Du begreifst nicht, wie viel Arbeit dieses Haus macht.
Du begreifst nicht, was wir für dich opfern.“
Ich sah mich in meiner Küche um.
Den Kühlschrank hatte ich bezahlt.
Die Hypothek war seit elf Jahren getilgt.
Strom, Versicherung und Steuern gingen von meinem Konto ab.
Michael beteiligte sich gelegentlich an Lebensmitteln.
Amanda kaufte Dekoration und bezeichnete das als ihren Beitrag.
„Was genau habt ihr geopfert?“, fragte ich.
Sein Gesicht wurde rot.
„Wir haben unser Leben aufgegeben, um hier zu wohnen.“
Elena atmete hörbar aus.
Ruth blieb sachlich.
„Ihre Mutter widerruft mit sofortiger Wirkung jede Kontovollmacht und jede Berechtigung für Zusatzkarten.
Die Bank wurde informiert.
Zudem erhalten Sie nach Ihrer Rückkehr eine formelle Aufforderung, die unrechtmäßig verwendeten Beträge zu erstatten.“
„Du würdest deine eigenen Enkel aus dem Haus werfen?“, fragte Amanda.
Da war sie wieder, ihre bevorzugte Waffe.
Nicht die Wahrheit.
Die Kinder.
„Die Kinder haben nichts getan“, sagte ich.
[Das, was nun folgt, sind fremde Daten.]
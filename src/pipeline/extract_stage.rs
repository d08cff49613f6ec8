//! Parallel extraction over many files.

use std::path::PathBuf;

use rayon::prelude::*;

use crate::config::ExtractionConfig;
use crate::error::{BinsbomError, Result};
use crate::extract::{ExtractedArtifact, ExtractorDispatcher};

/// Extract every path on the rayon pool, returning results in input order.
///
/// `config.threads == 0` uses the global pool; any other value runs on a
/// dedicated pool of that size.
pub fn extract_all(
    paths: &[PathBuf],
    dispatcher: &ExtractorDispatcher,
    config: &ExtractionConfig,
) -> Result<Vec<(PathBuf, Result<ExtractedArtifact>)>> {
    let dispatcher = dispatcher.clone().with_max_file_size(config.max_file_size);
    let run = || {
        paths
            .par_iter()
            .map(|path| {
                let result = dispatcher.extract_path(path).map_err(BinsbomError::from);
                (path.clone(), result)
            })
            .collect::<Vec<_>>()
    };

    let results = if config.threads == 0 {
        run()
    } else {
        rayon::ThreadPoolBuilder::new()
            .num_threads(config.threads)
            .build()
            .map_err(|e| BinsbomError::config(format!("building thread pool: {e}")))?
            .install(run)
    };

    let failed = results.iter().filter(|(_, r)| r.is_err()).count();
    tracing::info!(
        "extracted {} of {} files",
        results.len() - failed,
        results.len()
    );
    Ok(results)
}

#[cfg(test)]
mod tests {
    use super::*;
    use tempfile::TempDir;

    #[test]
    fn test_order_preserved_and_failures_isolated() {
        let tmp = TempDir::new().unwrap();
        let mut paths = Vec::new();
        for i in 0..6 {
            let path = tmp.path().join(format!("f{i}"));
            std::fs::write(&path, format!("not a binary {i}")).unwrap();
            paths.push(path);
        }

        let config = ExtractionConfig {
            threads: 2,
            ..ExtractionConfig::default()
        };
        let results = extract_all(&paths, &ExtractorDispatcher::standard(), &config).unwrap();
        let order: Vec<&PathBuf> = results.iter().map(|(p, _)| p).collect();
        assert_eq!(order, paths.iter().collect::<Vec<_>>());
        assert!(results.iter().all(|(_, r)| r.is_err()));
    }
}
„Ihr habt sie benutzt, damit ich zu allem schweige.“
Im Hintergrund erschien meine achtjährige Enkelin Sophie.
Sie trug ein Blumenhemd und hielt ein Stofftier im Arm.
„Grandma!“, rief sie.
„Warum wolltest du nicht mitkommen?“
Amanda griff nach dem Telefon, aber zu spät.
„Wer hat dir gesagt, dass ich nicht mitkommen wollte?“
Sophie sah zu ihrer Mutter.
„Mom sagte, du hasst Flugzeuge und willst Thanksgiving allein feiern.“
Amanda beendete den Anruf.
Der schwarze Bildschirm spiegelte mein Gesicht.
Ich wirkte müde, aber nicht gebrochen.